Since December, Americans have learned that their phone calls and other communications are no longer protected from the prying eyes of their government. The Administration has defended its new spying tactics by reminding the country of the special circumstances of the War on Terror--emphasis on "war." An unspoken reality is implied by the Administration's reassurances: we're all suspects.
We don't know everything yet.
This week we learned that the NSA is amassing a database of every single phone call made inside the United States thanks to the cooperation of all but one of the major phone companies. We are supposed to accept that the companies aren't disclosing our names or locations, but by all accounts the NSA can easily get them. In short, the NSA is listening.
So now we know that our international and domestic calls are being monitored without a warrant. The militarized Executive Branch is providing its own oversight and denying access to Congress, the Justice Department, and the media. Concerns about specific statutes governing surveillance and the First, Fourth, and Fifth Amendments are deflected by spokespeople. For this Administration, in secrecy their is security--namely theirs.
Mr. Cheney's spokeswoman, Lee Anne McBride, declined to discuss the deliberations about the classified program.
"As the administration, including the vice president, has said, this is terrorist surveillance, not domestic surveillance," Ms. McBride said. "The vice president has explained this wartime measure is limited in scope and conducted in a lawful way that safeguards our civil liberties." (link)
Good to know, thanks.
Of course, I am forced to return to the fact that, according to this Administration's approach to national security, we're all suspected terrorists. How can this not be domestic surveillance unless the Administration is simply playing with words? There is no distinction between what they call terrorist surveillance and domestic surveillance--you say potato, I say propaganda.
Here's a prediction: the next revelation will be that the NSA is listening to our cell phones, too. To this point, this program appears limited to domestic land line calls and all calls, including cellular, that connect to at least one person outside the US.
I doubt very highly that the NSA is not keeping track of domestic-to-domestic cell phone calls particularly because they've already admitted to doing accidentally:
Despite the decision to target only international calls and e-mail messages, some domestic traffic was picked up inadvertently because of difficulties posed by cell phone and e-mail technology in determining whether a user is on American soil, as The Times reported last year.
Considering what an ordeal it is to get a landline these days, and the rate at which cell phone use is expanding globally (The number of cellphone subscribers has increased to 208 million in the U.S., up from 340,000 in 1985. -WSJ), the Administration has to be rooting around in our cell phone calls. And then there's the incredibly temptingthing about cell phones: you can locate a person physically from their cell phone signal.
Gonzales, Cheney, and Hayden may not want to talk about this yet but I would wager that a leak will force them to.
To conclude, this kind of surveillance (the oversight-free kind) can only be justified by a perverted theory of Executive Power:
For his part, Mr.
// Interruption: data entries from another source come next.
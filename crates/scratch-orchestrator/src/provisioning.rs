//! Best-effort post-start setup inside a session container.
//!
//! The trigger runs detached from the request that created the session. It
//! never retries and its outcome only reaches the log.

use std::{sync::Arc, time::Duration};

use crate::runtime::{ContainerRuntime, RuntimeError};

/// Installs code-server on first boot and starts it on :8080, logging to
/// `/config/code-server.log`.
pub const CODE_SERVER_SCRIPT: &str = r#"#!/bin/bash
if ! command -v code-server &> /dev/null; then
    curl -fsSL https://code-server.dev/install.sh | sh
fi

mkdir -p /config/.config/code-server
mkdir -p /config/workspace
cat > /config/.config/code-server/config.yaml << EOF
bind-addr: 0.0.0.0:8080
auth: none
password:
cert: false
EOF

nohup code-server --config /config/.config/code-server/config.yaml /config/workspace > /config/code-server.log 2>&1 &
echo "code-server started on port 8080"
"#;

/// The only failure class that is swallowed instead of returned.
#[derive(Debug, thiserror::Error)]
#[error("provisioning degraded for {container}: {source}")]
pub struct ProvisioningDegraded {
    pub container: String,
    #[source]
    pub source: RuntimeError,
}

#[derive(Clone)]
pub struct ProvisioningTrigger {
    runtime: Arc<dyn ContainerRuntime>,
    delay: Duration,
}

impl ProvisioningTrigger {
    pub fn new(runtime: Arc<dyn ContainerRuntime>, delay: Duration) -> Self {
        Self { runtime, delay }
    }

    /// Schedules `script` to run in `container_id` after the configured delay.
    ///
    /// The handle carries no result; callers normally drop it.
    pub fn fire(
        &self,
        container_id: String,
        container_name: String,
        script: &'static str,
    ) -> tokio::task::JoinHandle<()> {
        let runtime = self.runtime.clone();
        let delay = self.delay;
        tokio::spawn(async move {
            tokio::time::sleep(delay).await;
            match run(runtime.as_ref(), &container_id, &container_name, script).await {
                Ok(()) => {
                    tracing::info!(container = %container_name, "provisioning script dispatched");
                }
                Err(e) => {
                    tracing::warn!(container = %container_name, error = %e, "provisioning failed; session stays up without it");
                }
            }
        })
    }
}

async fn run(
    runtime: &dyn ContainerRuntime,
    container_id: &str,
    container_name: &str,
    script: &str,
) -> Result<(), ProvisioningDegraded> {
    let cmd = vec!["bash".to_string(), "-c".to_string(), script.to_string()];
    runtime
        .exec_detached(container_id, cmd)
        .await
        .map_err(|source| ProvisioningDegraded {
            container: container_name.to_string(),
            source,
        })
}

#[cfg(test)]
mod tests {
    use super::*;
    use crate::testing::{FakeOp, FakeRuntime};

    #[tokio::test]
    async fn fires_one_exec_after_delay() {
        let rt = Arc::new(FakeRuntime::default());
        let id = rt.seed_running("scratch_a_5801", "lscr.io/linuxserver/firefox:latest");
        let trigger = ProvisioningTrigger::new(rt.clone(), Duration::from_millis(5));

        trigger
            .fire(id.clone(), "scratch_a_5801".to_string(), CODE_SERVER_SCRIPT)
            .await
            .unwrap();

        let execs = rt.execs();
        assert_eq!(execs.len(), 1);
        assert_eq!(execs[0].0, id);
        assert_eq!(execs[0].1[0], "bash");
        assert!(execs[0].1[2].contains("code-server"));
    }

    #[tokio::test]
    async fn exec_failure_is_swallowed() {
        let rt = Arc::new(FakeRuntime::default());
        let id = rt.seed_running("scratch_a_5801", "lscr.io/linuxserver/firefox:latest");
        rt.fail(FakeOp::Exec, RuntimeError::Other("exec refused".to_string()));
        let trigger = ProvisioningTrigger::new(rt.clone(), Duration::ZERO);

        // The task completes normally; nothing propagates.
        trigger
            .fire(id, "scratch_a_5801".to_string(), CODE_SERVER_SCRIPT)
            .await
            .unwrap();
        assert!(rt.execs().is_empty());
    }

    #[tokio::test]
    async fn degraded_error_names_container() {
        let rt = FakeRuntime::default();
        let err = run(&rt, "missing", "scratch_gone_5801", "true")
            .await
            .unwrap_err();
        assert!(err.to_string().contains("scratch_gone_5801"));
        assert!(err.source.is_not_found());
    }
}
Cheney helped justify the program with an expansive theory of presidential power, which he explained to traveling reporters a few days after The Times first reported on the program in December.
In a republic, in which sovereignty resides with the people, an "expansive theory of presidential power" can only be achieved in two ways: expanding the Executive at the expense of the other branches of government and/or inventing new powers out of thin air. When this happens, sovereignty is gradually hijacked away from the people. Each new legal theory that justifies ignoring Congress makes it increasingly difficult for the Executive to be checked. The rate at which we are moving towards a dictatorship is exponential.
[Update]:
Billmon makes a great point: even if polls show that people accept Bush's program in light of the War on Terror doesn't make it ok:
But I get a little crazy in the head when I hear people (usually on the authoritarian right) citing the latest poll numbers as a political justification for their own position.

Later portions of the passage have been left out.